Almost like in the federal parliament: a group of citizens from Sion is drafting a joint declaration on a referendum. The participants were chosen by drawing lots.  | Image: Demoscan

The challenge was to improve the recipe for direct democracy using an ingredient called ‘citizen panel’, and the aim was to strengthen it against the risks of populism and abstention. The Demoscan pilot experiment was spearheaded by Nenad Stojanović, a political scientist at the University of Geneva, and carried out in November 2019 in the town of Sion in the canton of Valais. Twenty people from a statistically representative group of the Swiss population were drawn at random and brought together over two weekends. Their task was to analyse the arguments for and against the popular initiative ‘More affordable housing’ and to summarise them on two pages to be distributed in the town as a supplement to the official explanatory brochure ahead of the vote on 9 February 2020.

Although the experiment was widely publicised, its impact has so far been more limited.
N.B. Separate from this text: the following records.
// DisplayPort link training tools
//
// Copyright (C) 2023, Intel Corporation

//! Register layouts used by the transmitter side and the DPCD addresses of the sink.
//!
//! Offsets of the transmitter registers differ between silicon generations and are not listed
//! here, see [`Generation`](crate::generation::Generation). Only the bit layout within the
//! registers is fixed.

use crate::util;

/// Transmitter port control register.
pub mod port {
    use super::util;

    pub type Enable = util::RegBit<31>;
    pub type PipeBSelect = util::RegBit<30>;
    pub type LinkTrain = util::RegField<29, 28>;
    pub const LINK_TRAIN_PATTERN_1: u32 = 0b00;
    pub const LINK_TRAIN_PATTERN_2: u32 = 0b01;
    pub const LINK_TRAIN_IDLE: u32 = 0b10;
    pub const LINK_TRAIN_OFF: u32 = 0b11;
    pub type PortWidth = util::RegField<20, 19>;
    pub const PORT_WIDTH_X1: u32 = 0b00;
    pub const PORT_WIDTH_X2: u32 = 0b01;
    pub const PORT_WIDTH_X4: u32 = 0b11;
    pub type EnhancedFraming = util::RegBit<18>;
    pub type ScramblingDisable = util::RegBit<7>;
}

/// AUX channel control register. The five data registers follow it at 4 byte stride.
pub mod aux_ctl {
    use super::util;

    pub type SendBusy = util::RegBit<31>;
    pub type Done = util::RegBit<30>;
    pub type InterruptOnDone = util::RegBit<29>;
    pub type TimeOutError = util::RegBit<28>;
    pub type ReceiveError = util::RegBit<25>;
    pub type MessageSize = util::RegField<24, 20>;

    /// Status bits that stay set until written back as one.
    pub const STICKY_MASK: u32 = Done::MASK | TimeOutError::MASK | ReceiveError::MASK;

    pub const DATA_REGISTERS: u32 = 5;
    /// Request header takes the first four bytes of the data registers.
    pub const HEADER_BYTES: usize = 4;
}

/// AUX request header and reply layout in the first data register.
pub mod aux_msg {
    use super::util;

    pub type Command = util::RegField<31, 28>;
    pub type Address = util::RegField<27, 8>;
    pub type LengthMinusOne = util::RegField<7, 0>;

    pub type NativeReply = util::RegField<29, 28>;
    pub type I2cReply = util::RegField<31, 30>;

    pub const REPLY_ACK: u32 = 0b00;
    pub const REPLY_NACK: u32 = 0b01;
    pub const REPLY_DEFER: u32 = 0b10;
}

/// PHY sideband packet register.
pub mod sideband {
    use super::util;

    pub type Busy = util::RegBit<0>;
    pub type ByteEnable = util::RegField<7, 4>;
    pub type Port = util::RegField<15, 8>;
    pub type Opcode = util::RegField<23, 16>;
    pub type Rid = util::RegField<31, 24>;

    pub const OPCODE_READ: u32 = 0;
    pub const OPCODE_WRITE: u32 = 1;
    pub const BYTE_ENABLE_ALL: u32 = 0xf;
}

/// DisplayPort Configuration Data addresses and fields.
pub mod dpcd {
    pub const REV: u32 = 0x000;
    pub const MAX_LINK_RATE: u32 = 0x001;
    pub const MAX_LANE_COUNT: u32 = 0x002;
    pub const MAX_DOWNSPREAD: u32 = 0x003;
    pub const RECEIVE_PORT_0_CAP_0: u32 = 0x008;
    pub const EDP_CONFIGURATION_CAP: u32 = 0x00d;
    pub const TRAINING_AUX_RD_INTERVAL: u32 = 0x00e;

    pub const LINK_BW_SET: u32 = 0x100;
    pub const LANE_COUNT_SET: u32 = 0x101;
    pub const TRAINING_PATTERN_SET: u32 = 0x102;
    pub const TRAINING_LANE0_SET: u32 = 0x103;
    pub const TRAINING_LANE1_SET: u32 = 0x104;
    pub const TRAINING_LANE2_SET: u32 = 0x105;
    pub const TRAINING_LANE3_SET: u32 = 0x106;

    pub const LANE0_1_STATUS: u32 = 0x202;
    pub const LANE2_3_STATUS: u32 = 0x203;
    pub const LANE_ALIGN_STATUS_UPDATED: u32 = 0x204;
    pub const ADJUST_REQUEST_LANE0_1: u32 = 0x206;
    pub const ADJUST_REQUEST_LANE2_3: u32 = 0x207;

    pub const LANE_COUNT_MASK: u32 = 0x1f;
    pub const ENHANCED_FRAME_CAP: u32 = 1 << 7;
    pub const ENHANCED_FRAME_EN: u32 = 1 << 7;
    pub const MAX_DOWNSPREAD_0_5: u32 = 1 << 0;
    pub const LOCAL_EDID_PRESENT: u32 = 1 << 1;
    pub const EDP_CAPABLE_MASK: u32 = 0xb;

    pub const TRAINING_PATTERN_DISABLE: u32 = 0;
    pub const TRAINING_PATTERN_1: u32 = 1;
    pub const TRAINING_PATTERN_2: u32 = 2;
    pub const SCRAMBLING_DISABLE: u32 = 1 << 5;

    pub const LANE_CR_DONE: u8 = 1 << 0;
    pub const LANE_CHANNEL_EQ_DONE: u8 = 1 << 1;
    pub const LANE_SYMBOL_LOCKED: u8 = 1 << 2;
    pub const INTERLANE_ALIGN_DONE: u8 = 1 << 0;

    /// `TRAINING_LANEx_SET` byte.
    pub mod lane_set {
        pub const SWING_SHIFT: u8 = 0;
        pub const MAX_SWING_REACHED: u8 = 1 << 2;
        pub const PREEMPHASIS_SHIFT: u8 = 3;
        pub const MAX_PREEMPHASIS_REACHED: u8 = 1 << 5;
    }
}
To evaluate it, Stojanović has conducted surveys among panellists and the town’s electorate. “At first, the panel members were sceptical about their ability to understand a subject that seemed complex to them. By the end of the process, after gathering opinions and expertise and then deliberating, everyone had achieved a high level of confidence in their ability to understand the issues and form an opinion”. When asked about the reaction of the people of Sion, he said, “the polls showed as high a level of confidence in the panel as they did in Parliament. In adopting a position, the population relied on the citizen report in second place, after the official brochure, before party platforms and the media”. Demoscan also seems to have had a small, positive effect on voter turnout.

Populism dissolved in the debate

The experiment is part of a research project that examines the link between direct democracy and populism. But what light does it shed on it? “The timing of the vote meant it focused on a question that was not the most representative, but in which opponents had nonetheless discerned elements of left-wing populism insofar as it suggested that a major problem could be resolved in a simple way; furthermore, it was organised under a heading that obliged people to agree with it”. Faced with this, the group changed along the way. From being rather indecisive at first, it moved towards ‘no’, predicting the voice of the Swiss population two months later (57 percent voted ‘no’) and suggesting that the forces that defused the populist arguments in the citizen-panel’s deliberations are also at work in the national debate.

Although critics today decry a fad, the interest in a political lottery in our societies dates back to antiquity. Coupling it with elements of direct democracy has been tried out over the last decade in Oregon (US), British Columbia (CA) and Ireland. The French political scientist Yves Sintomer, who has authored several books on innovative forms of participatory democracy, sees it not only as a trend, but also as a promising nexus. “The panel drawn at random, deliberating under almost ideal conditions, responds to the frequent criticism that direct democracy is the playground for rhetorical discourse and unsubstantiated positions”. In return, “‘citizen panels’, whose role has often been limited to giving advice to the authorities, find a citizen’s sanction through them being anchored in direct democracy”. However, one should be careful not to see them as a panacea, “thinking that this would be suffice to solve the crisis of representation in Western democracies”.

Looking beyond the experiments, Sintomer sees the challenge today as lying in a process of institutionalisation, “so that the use of this procedure does not depend on the will – good or bad – of the authorities in power”. In Switzerland, the next meetings to follow on from the experiment in Sion will take place in Geneva in November 2020, then in a German-speaking canton in the spring of 2022.